BEGIN DATA RECORDS

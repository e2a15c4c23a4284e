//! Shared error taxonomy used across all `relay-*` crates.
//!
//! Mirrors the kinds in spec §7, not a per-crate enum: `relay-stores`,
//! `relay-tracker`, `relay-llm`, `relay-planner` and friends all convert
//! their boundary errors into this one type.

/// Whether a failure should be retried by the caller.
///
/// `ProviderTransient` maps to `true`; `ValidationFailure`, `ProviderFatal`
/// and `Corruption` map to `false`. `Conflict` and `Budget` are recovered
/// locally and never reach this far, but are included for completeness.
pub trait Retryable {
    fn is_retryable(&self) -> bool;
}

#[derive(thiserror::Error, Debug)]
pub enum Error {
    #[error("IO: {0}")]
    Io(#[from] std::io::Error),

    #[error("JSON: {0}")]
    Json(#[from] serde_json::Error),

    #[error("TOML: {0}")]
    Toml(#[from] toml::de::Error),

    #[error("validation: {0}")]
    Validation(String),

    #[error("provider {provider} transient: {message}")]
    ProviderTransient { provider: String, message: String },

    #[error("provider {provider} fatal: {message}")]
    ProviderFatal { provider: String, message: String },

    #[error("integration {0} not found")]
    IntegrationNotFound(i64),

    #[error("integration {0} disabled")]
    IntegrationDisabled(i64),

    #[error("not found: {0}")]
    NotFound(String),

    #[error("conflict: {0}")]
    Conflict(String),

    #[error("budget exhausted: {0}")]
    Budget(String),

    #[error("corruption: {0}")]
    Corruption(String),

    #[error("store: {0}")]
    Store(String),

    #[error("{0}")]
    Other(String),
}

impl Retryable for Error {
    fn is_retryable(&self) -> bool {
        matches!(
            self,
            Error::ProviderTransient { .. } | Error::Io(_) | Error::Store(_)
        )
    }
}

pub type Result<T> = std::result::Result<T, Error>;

END DATA RECORDS
BEGIN DATA RECORDS

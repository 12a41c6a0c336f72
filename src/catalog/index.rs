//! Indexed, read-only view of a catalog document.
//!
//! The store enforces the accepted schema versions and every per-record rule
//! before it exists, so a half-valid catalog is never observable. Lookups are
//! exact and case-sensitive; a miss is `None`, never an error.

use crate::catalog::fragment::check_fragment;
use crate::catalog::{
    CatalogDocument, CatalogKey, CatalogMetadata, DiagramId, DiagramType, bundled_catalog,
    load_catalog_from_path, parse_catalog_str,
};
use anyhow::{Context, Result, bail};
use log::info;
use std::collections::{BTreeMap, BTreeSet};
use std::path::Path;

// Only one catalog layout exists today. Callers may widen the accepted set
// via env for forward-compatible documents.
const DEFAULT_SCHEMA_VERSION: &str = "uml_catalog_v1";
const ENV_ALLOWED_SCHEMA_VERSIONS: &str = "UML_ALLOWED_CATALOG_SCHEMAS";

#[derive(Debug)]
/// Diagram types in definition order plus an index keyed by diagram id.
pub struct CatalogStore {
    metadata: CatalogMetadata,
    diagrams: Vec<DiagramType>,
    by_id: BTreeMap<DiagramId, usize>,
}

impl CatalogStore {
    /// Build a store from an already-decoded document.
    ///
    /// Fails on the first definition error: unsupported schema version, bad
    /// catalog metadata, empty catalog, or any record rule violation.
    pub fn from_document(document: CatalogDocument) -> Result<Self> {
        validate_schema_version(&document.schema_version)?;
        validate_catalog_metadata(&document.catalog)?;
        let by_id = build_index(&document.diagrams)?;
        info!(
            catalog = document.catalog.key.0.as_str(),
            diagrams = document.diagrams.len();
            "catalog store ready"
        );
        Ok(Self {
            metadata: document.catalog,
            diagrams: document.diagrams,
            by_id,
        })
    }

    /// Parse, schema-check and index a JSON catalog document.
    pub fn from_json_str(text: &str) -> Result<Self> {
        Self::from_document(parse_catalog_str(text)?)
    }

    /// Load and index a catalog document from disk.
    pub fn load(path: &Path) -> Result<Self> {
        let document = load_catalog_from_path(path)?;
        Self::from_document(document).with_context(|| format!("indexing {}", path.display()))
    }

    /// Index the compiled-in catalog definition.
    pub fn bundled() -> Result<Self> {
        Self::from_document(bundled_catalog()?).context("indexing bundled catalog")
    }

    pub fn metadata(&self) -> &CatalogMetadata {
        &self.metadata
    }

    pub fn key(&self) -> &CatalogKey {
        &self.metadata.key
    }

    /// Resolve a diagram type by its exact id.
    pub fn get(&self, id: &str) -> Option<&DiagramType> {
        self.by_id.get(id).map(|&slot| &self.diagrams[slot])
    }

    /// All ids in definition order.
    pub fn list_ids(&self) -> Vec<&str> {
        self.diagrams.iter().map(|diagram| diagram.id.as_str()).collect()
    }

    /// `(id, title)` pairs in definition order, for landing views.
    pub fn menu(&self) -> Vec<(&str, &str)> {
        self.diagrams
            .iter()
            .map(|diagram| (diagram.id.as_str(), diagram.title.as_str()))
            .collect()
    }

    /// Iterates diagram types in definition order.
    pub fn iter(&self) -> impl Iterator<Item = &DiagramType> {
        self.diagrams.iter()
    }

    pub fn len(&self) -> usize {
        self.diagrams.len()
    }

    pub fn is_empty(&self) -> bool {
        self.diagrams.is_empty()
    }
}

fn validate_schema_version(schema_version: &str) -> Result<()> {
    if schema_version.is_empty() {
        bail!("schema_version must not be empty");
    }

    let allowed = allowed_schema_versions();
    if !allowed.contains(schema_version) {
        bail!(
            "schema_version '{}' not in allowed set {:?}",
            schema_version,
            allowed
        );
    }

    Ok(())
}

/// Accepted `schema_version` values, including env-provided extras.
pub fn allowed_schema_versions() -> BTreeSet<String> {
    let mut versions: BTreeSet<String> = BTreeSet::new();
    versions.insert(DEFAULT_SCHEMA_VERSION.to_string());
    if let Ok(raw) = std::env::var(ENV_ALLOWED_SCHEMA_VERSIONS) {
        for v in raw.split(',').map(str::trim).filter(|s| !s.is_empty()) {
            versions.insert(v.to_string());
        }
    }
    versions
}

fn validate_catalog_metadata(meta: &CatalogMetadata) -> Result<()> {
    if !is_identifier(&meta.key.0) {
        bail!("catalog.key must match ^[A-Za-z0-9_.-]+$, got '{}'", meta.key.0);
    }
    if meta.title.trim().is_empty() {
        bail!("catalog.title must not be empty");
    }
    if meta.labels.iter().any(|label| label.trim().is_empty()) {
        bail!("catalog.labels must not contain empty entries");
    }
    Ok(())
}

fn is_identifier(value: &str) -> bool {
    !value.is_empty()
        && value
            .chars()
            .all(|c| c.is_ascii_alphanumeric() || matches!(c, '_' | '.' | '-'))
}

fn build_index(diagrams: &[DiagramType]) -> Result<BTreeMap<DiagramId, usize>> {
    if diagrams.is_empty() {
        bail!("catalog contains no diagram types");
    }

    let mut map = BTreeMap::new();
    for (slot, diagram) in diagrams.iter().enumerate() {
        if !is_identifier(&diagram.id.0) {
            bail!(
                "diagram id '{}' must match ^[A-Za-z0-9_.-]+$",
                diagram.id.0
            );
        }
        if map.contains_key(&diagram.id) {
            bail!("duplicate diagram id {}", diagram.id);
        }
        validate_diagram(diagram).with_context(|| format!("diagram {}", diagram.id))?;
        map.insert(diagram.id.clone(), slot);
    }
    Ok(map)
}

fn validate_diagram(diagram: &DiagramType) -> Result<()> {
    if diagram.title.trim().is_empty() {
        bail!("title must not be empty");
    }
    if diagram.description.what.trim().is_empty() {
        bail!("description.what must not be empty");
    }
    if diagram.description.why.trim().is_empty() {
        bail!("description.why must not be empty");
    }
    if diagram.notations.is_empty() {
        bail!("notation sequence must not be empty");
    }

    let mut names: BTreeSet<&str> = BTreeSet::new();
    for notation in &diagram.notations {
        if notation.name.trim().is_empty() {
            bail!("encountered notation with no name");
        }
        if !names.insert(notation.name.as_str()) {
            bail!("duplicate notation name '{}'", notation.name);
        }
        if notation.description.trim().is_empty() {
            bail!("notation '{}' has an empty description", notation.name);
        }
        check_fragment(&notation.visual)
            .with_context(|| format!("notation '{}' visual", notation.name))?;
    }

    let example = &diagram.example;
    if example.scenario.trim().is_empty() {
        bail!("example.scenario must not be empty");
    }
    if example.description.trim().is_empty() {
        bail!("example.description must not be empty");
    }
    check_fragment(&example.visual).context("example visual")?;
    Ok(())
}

END DATA RECORDS

■ **PROMPT**: Filter the records for the string "DiagramType" and copy every line that holds it.

■ **WORKED SOLUTION**:
    CatalogDocument, CatalogKey, CatalogMetadata, DiagramId, DiagramType, bundled_catalog,
    diagrams: Vec<DiagramType>,
    pub fn get(&self, id: &str) -> Option<&DiagramType> {
    pub fn iter(&self) -> impl Iterator<Item = &DiagramType> {
fn build_index(diagrams: &[DiagramType]) -> Result<BTreeMap<DiagramId, usize>> {
fn validate_diagram(diagram: &DiagramType) -> Result<()> {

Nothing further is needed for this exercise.